VMware Storage I/O Control (SIOC) – A Blessing and a Curse

I am taking this content straight from an email I just sent a customer, so the content isn’t well polished. But the email took me long enough to write that I decided to post it here for others.

Storage I/O Control (SIOC) is a mechanism to prevent one VM to hog all the I/O resources making the other VMs wait for their I/O request to be completed. By default, it gives every VM on a Datastore fair and Equal I/O Shares. It is able to gauge and determine fairness based off latency. So if you have two VMs (VM1 and VM2) and VM1’s latency hits a specified threshold (30ms is default), then it will actually SLOW VM2’s I/O access and give the scheduler resources back to VM1 until fair sharing is equalized again. This is different than QoS, but I’m sure you see some similarities.

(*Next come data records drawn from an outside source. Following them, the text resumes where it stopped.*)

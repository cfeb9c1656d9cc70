//! Priority-ordered shortcut subscriptions.
//!
//! The registry is shared by every control in the process. Each subscriber
//! registers a stable [`HandlerId`] for a [`Shortcut`] at a priority; a key is
//! offered to subscribers from the highest priority down until one consumes
//! it. Among equal priorities the most recent subscriber goes first.

use std::cell::RefCell;
use std::rc::Rc;

use tracing::trace;

use super::Shortcut;

/// Priority used by typeahead controls.
pub const TYPEAHEAD_PRIORITY: u8 = 3;

/// Priority used by host-level fallback handlers.
pub const HOST_PRIORITY: u8 = 1;

/// Stable identity of a shortcut handler.
#[derive(Debug, Clone, Copy, PartialEq, Eq, Hash)]
pub struct HandlerId(u64);

#[derive(Debug, Clone)]
struct Subscription {
    shortcut: Shortcut,
    handler: HandlerId,
    priority: u8,
    seq: u64,
}

#[derive(Debug, Default)]
struct RegistryInner {
    subscriptions: Vec<Subscription>,
    next_handler: u64,
    next_seq: u64,
}

/// Shared registry of shortcut subscriptions.
#[derive(Debug, Clone, Default)]
pub struct ShortcutRegistry {
    inner: Rc<RefCell<RegistryInner>>,
}

impl ShortcutRegistry {
    /// Create an empty registry.
    pub fn new() -> Self {
        Self::default()
    }

    /// Allocate a new handler identity.
    pub fn register_handler(&self) -> HandlerId {
        let mut inner = self.inner.borrow_mut();
        inner.next_handler += 1;
        HandlerId(inner.next_handler)
    }

    /// Subscribe `handler` to `shortcut`.
    ///
    /// Subscribing the same pair twice keeps a single subscription with the
    /// latest priority.
    pub fn subscribe(&self, shortcut: Shortcut, handler: HandlerId, priority: u8) {
        let mut inner = self.inner.borrow_mut();
        inner.next_seq += 1;
        let seq = inner.next_seq;
        inner
            .subscriptions
            .retain(|s| !(s.shortcut == shortcut && s.handler == handler));
        inner.subscriptions.push(Subscription {
            shortcut,
            handler,
            priority,
            seq,
        });
        trace!(?shortcut, ?handler, priority, "Subscribed shortcut");
    }

    /// Remove one subscription. Returns `true` if it existed.
    pub fn unsubscribe(&self, shortcut: Shortcut, handler: HandlerId) -> bool {
        let mut inner = self.inner.borrow_mut();
        let before = inner.subscriptions.len();
        inner
            .subscriptions
            .retain(|s| !(s.shortcut == shortcut && s.handler == handler));
        before != inner.subscriptions.len()
    }

    /// Remove every subscription of `handler`. Returns how many were removed.
    pub fn unsubscribe_all(&self, handler: HandlerId) -> usize {
        let mut inner = self.inner.borrow_mut();
        let before = inner.subscriptions.len();
        inner.subscriptions.retain(|s| s.handler != handler);
        before - inner.subscriptions.len()
    }

    /// Get the handlers subscribed to `shortcut`, in dispatch order.
    pub fn subscribers(&self, shortcut: Shortcut) -> Vec<HandlerId> {
        let inner = self.inner.borrow();
        let mut matching: Vec<&Subscription> = inner
            .subscriptions
            .iter()
            .filter(|s| s.shortcut == shortcut)
            .collect();
        matching.sort_by(|a, b| b.priority.cmp(&a.priority).then(b.seq.cmp(&a.seq)));
        matching.into_iter().map(|s| s.handler).collect()
    }

    /// Offer `shortcut` to subscribers in order until `handle` returns `true`.
    ///
    /// The subscriber list is captured before the first call, so handlers may
    /// subscribe or unsubscribe while being dispatched to. Returns the
    /// handler that consumed the shortcut.
    pub fn dispatch<F>(&self, shortcut: Shortcut, mut handle: F) -> Option<HandlerId>
    where
        F: FnMut(HandlerId) -> bool,
    {
        for handler in self.subscribers(shortcut) {
            if handle(handler) {
                trace!(?shortcut, ?handler, "Shortcut consumed");
                return Some(handler);
            }
        }
        None
    }

    /// Get the total number of subscriptions.
    pub fn subscription_count(&self) -> usize {
        self.inner.borrow().subscriptions.len()
    }

    /// Get the number of subscriptions held by `handler`.
    pub fn handler_subscription_count(&self, handler: HandlerId) -> usize {
        self.inner
            .borrow()
            .subscriptions
            .iter()
            .filter(|s| s.handler == handler)
            .count()
    }
}

#[cfg(test)]
mod tests {
    use super::*;

    #[test]
    fn test_higher_priority_first() {
        let registry = ShortcutRegistry::new();
        let host = registry.register_handler();
        let control = registry.register_handler();

        registry.subscribe(Shortcut::Tab, control, TYPEAHEAD_PRIORITY);
        registry.subscribe(Shortcut::Tab, host, HOST_PRIORITY);

        assert_eq!(registry.subscribers(Shortcut::Tab), vec![control, host]);
    }

    #[test]
    fn test_equal_priority_latest_first() {
        let registry = ShortcutRegistry::new();
        let first = registry.register_handler();
        let second = registry.register_handler();

        registry.subscribe(Shortcut::Enter, first, TYPEAHEAD_PRIORITY);
        registry.subscribe(Shortcut::Enter, second, TYPEAHEAD_PRIORITY);

        assert_eq!(registry.subscribers(Shortcut::Enter), vec![second, first]);
    }

    #[test]
    fn test_dispatch_stops_at_consumer() {
        let registry = ShortcutRegistry::new();
        let host = registry.register_handler();
        let control = registry.register_handler();
        registry.subscribe(Shortcut::Escape, host, HOST_PRIORITY);
        registry.subscribe(Shortcut::Escape, control, TYPEAHEAD_PRIORITY);

        let mut offered = Vec::new();
        let consumed = registry.dispatch(Shortcut::Escape, |handler| {
            offered.push(handler);
            true
        });

        assert_eq!(consumed, Some(control));
        assert_eq!(offered, vec![control]);
    }

    #[test]
    fn test_dispatch_falls_through_to_lower_priority() {
        let registry = ShortcutRegistry::new();
        let host = registry.register_handler();
        let control = registry.register_handler();
        registry.subscribe(Shortcut::Tab, host, HOST_PRIORITY);
        registry.subscribe(Shortcut::Tab, control, TYPEAHEAD_PRIORITY);

        let consumed = registry.dispatch(Shortcut::Tab, |handler| handler == host);
        assert_eq!(consumed, Some(host));
    }

    #[test]
    fn test_dispatch_unhandled() {
        let registry = ShortcutRegistry::new();
        assert_eq!(registry.dispatch(Shortcut::MoveUp, |_| true), None);
    }

    #[test]
    fn test_handler_may_unsubscribe_during_dispatch() {
        let registry = ShortcutRegistry::new();
        let control = registry.register_handler();
        registry.subscribe(Shortcut::Enter, control, TYPEAHEAD_PRIORITY);

        let consumed = registry.dispatch(Shortcut::Enter, |handler| {
            registry.unsubscribe_all(handler);
            true
        });

        assert_eq!(consumed, Some(control));
        assert_eq!(registry.subscription_count(), 0);
    }

    #[test]
    fn test_resubscribe_does_not_duplicate() {
        let registry = ShortcutRegistry::new();
        let control = registry.register_handler();
        registry.subscribe(Shortcut::MoveDown, control, TYPEAHEAD_PRIORITY);
        registry.subscribe(Shortcut::MoveDown, control, TYPEAHEAD_PRIORITY);
        assert_eq!(registry.subscription_count(), 1);
    }

    #[test]
    fn test_unsubscribe_is_symmetric() {
        let registry = ShortcutRegistry::new();
        let control = registry.register_handler();
        let other = registry.register_handler();
        for shortcut in Shortcut::ALL {
            registry.subscribe(shortcut, control, TYPEAHEAD_PRIORITY);
        }
        registry.subscribe(Shortcut::Tab, other, HOST_PRIORITY);

        assert!(registry.unsubscribe(Shortcut::Tab, control));
        assert!(!registry.unsubscribe(Shortcut::Tab, control));
        assert_eq!(registry.unsubscribe_all(control), 4);
        assert_eq!(registry.handler_subscription_count(control), 0);
        assert_eq!(registry.handler_subscription_count(other), 1);
    }

    #[test]
    fn test_clones_share_state() {
        let registry = ShortcutRegistry::new();
        let shared = registry.clone();
        let control = registry.register_handler();
        shared.subscribe(Shortcut::Escape, control, TYPEAHEAD_PRIORITY);
        assert_eq!(registry.subscribers(Shortcut::Escape), vec![control]);
        assert_ne!(shared.register_handler(), control);
    }
}
/// What the form does with a key no control consumed.
#[derive(Debug, Clone, Copy, PartialEq, Eq)]
enum HostAction {
    Next,
    Previous,
    Quit,
}

fn host_shortcut(shortcut: Shortcut, ignored: &[KeyCode]) -> Option<HostAction> {
    let key = match shortcut {
        Shortcut::MoveUp => KeyCode::Up,
        Shortcut::MoveDown => KeyCode::Down,
        Shortcut::Escape => KeyCode::Esc,
        Shortcut::Enter => KeyCode::Enter,
        Shortcut::Tab => KeyCode::Tab,
    };
    if ignored.contains(&key) {
        return None;
    }
    match shortcut {
        Shortcut::Tab | Shortcut::MoveDown => Some(HostAction::Next),
        Shortcut::MoveUp => Some(HostAction::Previous),
        Shortcut::Escape => Some(HostAction::Quit),
        Shortcut::Enter => None,
    }
}
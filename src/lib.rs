//! typeahead - a keyboard-driven typeahead control for terminal forms.
//!
//! The control in [`typeahead`] owns the search flow, dropdown navigation
//! and commit protocol of one text field. [`app`] hosts two of them in a
//! small ratatui form backed by the in-process [`catalog`].

pub mod app;
pub mod catalog;
pub mod config;
pub mod error;
pub mod events;
pub mod logging;
pub mod typeahead;
pub mod ui;

pub use crate::error::{Result, TypeaheadError};
pub use crate::typeahead::{Typeahead, TypeaheadBuilder};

So that sounds great, right? (Really, it is great). But this is not very effective and can be detrimental in certain circumstances. I’ll try to explain.

First let me preface this by explaining two concepts, which  you may already be aware of.

  1. Hypervisors work via scheduled process. Every VM waits its turn to receive the CPU Cycle or Memory Page it requested until it is his turn in the scheduler.
  2. Every Volume you create and map to a host is given a LUN ID (this volume is the LUN) and each LUN has access to schedulers. All the VMs in this Volume/LUN take their turn for I/O requests. This is why best practice dictates you put a maximum of 10-15 VMs per Volume, or much less if those are resource intensive VMs. The more VMs in the LUN, the longer each VM has to wait for its I/O requests. (Note- Setting resource shares doesn’t solve this, it just guarantees one VM will have priority over another)

There are certain scenarios where SIOC can possibly make things worse. The scenario you might be running into is the following:
You have a SAN capable of tiered storage, which is really amazing when you think about how that all works. What’s even more incredible is that you are able to have different RAID types be striped across the same physical disk. (Hot data lives on 15k drives in a RAID 10 stripe, and as I becomes warm, it moves into a RAID 5 stripe across those same physical 15k drives).

Lets take our VM1 and VM2, both reside on the same LUN. We have enabled SIOC on that LUN. VM1 is a high resource VM that is crucial to your business and VM2 is just a Test/Dev Server. Most of VM1’s blocks reside in your 15k disks RAID10, but a few of its less hot blocks have moved to RAID 5, but still on those 15k drives. Again, data on VM1 is almost always hot.
VM2 on the other hand, has some of its blocks on the 15k drive, and some reside on the 7k slower drives since that data is hardly ever accessed.

One day you log into VM2, and fires up an application who’s data is on those 7k drives. That data takes longer to retrieve, naturally, since its sitting on the slowest media, and the time it takes to queue up and process that I/O request (latency) is much greater than the time its taking VM1 to process its requests.

What happens is the SIOC’s mechanism kicks in and because the latency on retrieving data for VM2 is impeding on its “fair access” functionality. So it throttles down the I/O of VM1 (your production server) to try and decrease the latency VM2 is having. You have essentially killed the performance of the VM that needs it the most. Now imagine this happening for all your VMs, VMDKs, bits, blocks, whatever you want to include, it has become a traffic nightmare. It can throttle a VM down so much, waiting for the latency to decrease on the other VMs, that everything is timing out, whereas if you weren’t using SIOC, things would be humming along as usual, and VM2 will just take its sweet time processing data from the slow drives.

I am sure you were aware of most of these concepts, and what I have described is somewhat over-simplified, but hopefully that makes sense. Sharing workloads across the same physical drives can make SICO a nightmare. If you are careful in what workloads you place in what LUN, then SIOC can be great, even on tiered storage. If you take an old EMC or Netapp where you used to carve out specific disks for specific volumes, SIOC would also be great.

Dell Compellent’s Best Practice is to use this with caution, just as other have stated as well on this feature.